The American Enterprise

| January 01, 2002 | Secrist, September | COPYRIGHT 2002 The American Enterprise, a national magazine of politics, business and culture (TEAmag.com). This material is published under license from the publisher through the Gale Group, Farmington Hills, Michigan.  All inquiries regarding rights should be directed to the Gale Group. (Hide copyright information)Copyright

LACEY, WASHINGTON--Each summer, scores of young people from Faith Assembly Church fill their school vacations with activities that may not appeal to the average teenager. They take on difficult jobs, in hot climates, under unpleasant conditions. And often, they actually have to pay for the privilege of helping others. Yet every year they keep going back. Who are these folks anyway?

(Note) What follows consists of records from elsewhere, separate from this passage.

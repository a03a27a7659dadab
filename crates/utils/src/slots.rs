//! TEAM_470: Sparse slot table with reservation.
//!
//! Slots go Free -> Reserved -> Occupied. A reserved slot has a number but
//! no value yet, so callers can hand out the number, do fallible work, and
//! then either fill the slot or release it. Freed numbers are reused
//! lowest-first, like POSIX descriptors.

use alloc::vec::Vec;

enum Slot<T> {
    Free,
    Reserved,
    Occupied(T),
}

/// TEAM_470: Table of numbered slots, capped at `limit` entries.
pub struct SlotTable<T> {
    slots: Vec<Slot<T>>,
    limit: usize,
}

impl<T> SlotTable<T> {
    pub const fn new(limit: usize) -> Self {
        Self {
            slots: Vec::new(),
            limit,
        }
    }

    pub fn limit(&self) -> usize {
        self.limit
    }

    /// [T1] Reserves the lowest free slot, [T2] None when full
    pub fn reserve(&mut self) -> Option<usize> {
        if let Some(index) = self.slots.iter().position(|s| matches!(s, Slot::Free)) {
            self.slots[index] = Slot::Reserved;
            return Some(index);
        }
        if self.slots.len() >= self.limit {
            return None; // [T2]
        }
        self.slots.push(Slot::Reserved);
        Some(self.slots.len() - 1)
    }

    /// [T3] Fills a reserved slot. Returns the value back if the slot was not reserved.
    pub fn fill(&mut self, index: usize, value: T) -> Result<(), T> {
        match self.slots.get_mut(index) {
            Some(slot @ Slot::Reserved) => {
                *slot = Slot::Occupied(value);
                Ok(())
            }
            _ => Err(value),
        }
    }

    /// [T4] Stores `value` at `index`, returning the displaced value.
    /// Grows the table as needed; fails if `index` is past the limit or
    /// the slot is reserved by someone else.
    pub fn replace(&mut self, index: usize, value: T) -> Result<Option<T>, T> {
        if index >= self.limit || self.is_reserved(index) {
            return Err(value);
        }
        while self.slots.len() <= index {
            self.slots.push(Slot::Free);
        }
        match core::mem::replace(&mut self.slots[index], Slot::Occupied(value)) {
            Slot::Occupied(old) => Ok(Some(old)),
            Slot::Free | Slot::Reserved => Ok(None),
        }
    }

    /// [T5] Frees a slot (reserved or occupied), returning its value if any
    pub fn release(&mut self, index: usize) -> Option<T> {
        let slot = self.slots.get_mut(index)?;
        let old = core::mem::replace(slot, Slot::Free);
        while matches!(self.slots.last(), Some(Slot::Free)) {
            self.slots.pop();
        }
        match old {
            Slot::Occupied(value) => Some(value),
            Slot::Free | Slot::Reserved => None,
        }
    }

    /// [T6] Only occupied slots are visible
    pub fn get(&self, index: usize) -> Option<&T> {
        match self.slots.get(index) {
            Some(Slot::Occupied(value)) => Some(value),
            _ => None,
        }
    }

    pub fn is_reserved(&self, index: usize) -> bool {
        matches!(self.slots.get(index), Some(Slot::Reserved))
    }

    /// Number of occupied slots
    pub fn occupied(&self) -> usize {
        self.slots
            .iter()
            .filter(|s| matches!(s, Slot::Occupied(_)))
            .count()
    }

    /// Empties the table, returning every bound value
    pub fn drain(&mut self) -> Vec<T> {
        let mut values = Vec::new();
        for slot in self.slots.drain(..) {
            if let Slot::Occupied(value) = slot {
                values.push(value);
            }
        }
        values
    }
}

#[cfg(test)]
mod tests {
    use super::*;

    /// Tests: [T1] lowest free, [T5] release makes the number reusable
    #[test]
    fn test_reserve_reuses_lowest() {
        let mut table = SlotTable::<u8>::new(8);
        assert_eq!(table.reserve(), Some(0));
        assert_eq!(table.reserve(), Some(1));
        assert_eq!(table.reserve(), Some(2));
        assert_eq!(table.release(1), None); // reserved, nothing bound
        assert_eq!(table.reserve(), Some(1)); // [T1]
        assert_eq!(table.reserve(), Some(3));
    }

    /// Tests: [T2] limit
    #[test]
    fn test_reserve_respects_limit() {
        let mut table: SlotTable<u8> = SlotTable::new(2);
        assert!(table.reserve().is_some());
        assert!(table.reserve().is_some());
        assert_eq!(table.reserve(), None);
    }

    /// Tests: [T3] fill, [T6] reserved slots are not visible
    #[test]
    fn test_fill_reserved_only() {
        let mut table = SlotTable::new(4);
        let n = table.reserve().unwrap();
        assert!(table.is_reserved(n));
        assert_eq!(table.get(n), None); // [T6]
        assert_eq!(table.fill(n, 'a'), Ok(()));
        assert_eq!(table.get(n), Some(&'a'));
        assert_eq!(table.fill(n, 'b'), Err('b')); // already occupied
        assert_eq!(table.fill(3, 'c'), Err('c')); // never reserved
        assert_eq!(table.occupied(), 1);
    }

    /// Tests: [T4] replace grows, displaces, and leaves reservations alone
    #[test]
    fn test_replace() {
        let mut table = SlotTable::new(4);
        assert_eq!(table.replace(2, 10), Ok(None));
        assert_eq!(table.replace(2, 11), Ok(Some(10)));
        assert_eq!(table.replace(4, 12), Err(12));
        assert_eq!(table.reserve(), Some(0)); // slots below 2 are still free
        assert_eq!(table.replace(0, 13), Err(13)); // reserved by someone else
        assert_eq!(table.release(2), Some(11));
        assert_eq!(table.drain(), std::vec::Vec::<i32>::new());
    }
}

Would you believe, teenagers who have discovered that "'tis more blessed to give than to receive"? Teens who are actively trying to avoid selfishness and materialism, because their faith tells them God expects more of them. I know, because that's what my faith tells me.

My first trip with Faith Assembly was to volunteer with Gleanings for the Hungry in the San Joaquin valley of California. Gleanings receives contributions from local farmers of peaches and nectarines that are misshapen or discolored, and thus unsellable. The organization relies entirely on volunteers to process the donated fruit. To help with this, teens from Faith Assembly have, since 1986, endured a two-day drive down to central California in a school bus that rarely makes the trip without some mechanical mishap.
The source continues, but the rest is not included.